▸ WORK REQUIRED
Please print every record that follows, keeping each one exactly as it is.

▸ ENTRIES PROVIDED

use aubo_motion_test::*;
use std::error::Error;

pub static NODE_ID: &'static str = "aubo_motion_test";

#[tokio::main]
async fn main() -> Result<(), Box<dyn Error>> {
    initialize_env_logger();
    let config = MotionTestConfig::from_env();

    let mut console = OperatorConsole::new(std::io::stdout());
    let mut input = std::io::stdin().lock();

    let report = if config.dry_run {
        log::warn!(target: NODE_ID, "Dry run, no controller will be contacted.");
        let mut client = StubClient::new();
        operator_motion_test(&mut client, &config, &mut input, &mut console).await?
    } else {
        log::info!(target: NODE_ID, "Testing the controller at {}.", config.address());
        let mut client = AuboClient::new();
        operator_motion_test(&mut client, &config, &mut input, &mut console).await?
    };

    match &report.cleanup {
        Some(cleanup) if !cleanup.is_clean() => {
            log::warn!(target: NODE_ID, "Teardown was incomplete: {:?}", cleanup)
        }
        _ => (),
    }
    log::info!(target: NODE_ID, "Finished: {}.", report.outcome);

    Ok(())
}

▸ ANSWER SECTION
use aubo_motion_test::*;
use std::error::Error;

pub static NODE_ID: &'static str = "aubo_motion_test";

#[tokio::main]
async fn main() -> Result<(), Box<dyn Error>> {
    initialize_env_logger();
    let config = MotionTestConfig::from_env();

    let mut console = OperatorConsole::new(std::io::stdout());
    let mut input = std::io::stdin().lock();

    let report = if config.dry_run {
        log::warn!(target: NODE_ID, "Dry run, no controller will be contacted.");
        let mut client = StubClient::new();
        operator_motion_test(&mut client, &config, &mut input, &mut console).await?
    } else {
        log::info!(target: NODE_ID, "Testing the controller at {}.", config.address());
        let mut client = AuboClient::new();
        operator_motion_test(&mut client, &config, &mut input, &mut console).await?
    };

    match &report.cleanup {
        Some(cleanup) if !cleanup.is_clean() => {
            log::warn!(target: NODE_ID, "Teardown was incomplete: {:?}", cleanup)
        }
        _ => (),
    }
    log::info!(target: NODE_ID, "Finished: {}.", report.outcome);

    Ok(())
}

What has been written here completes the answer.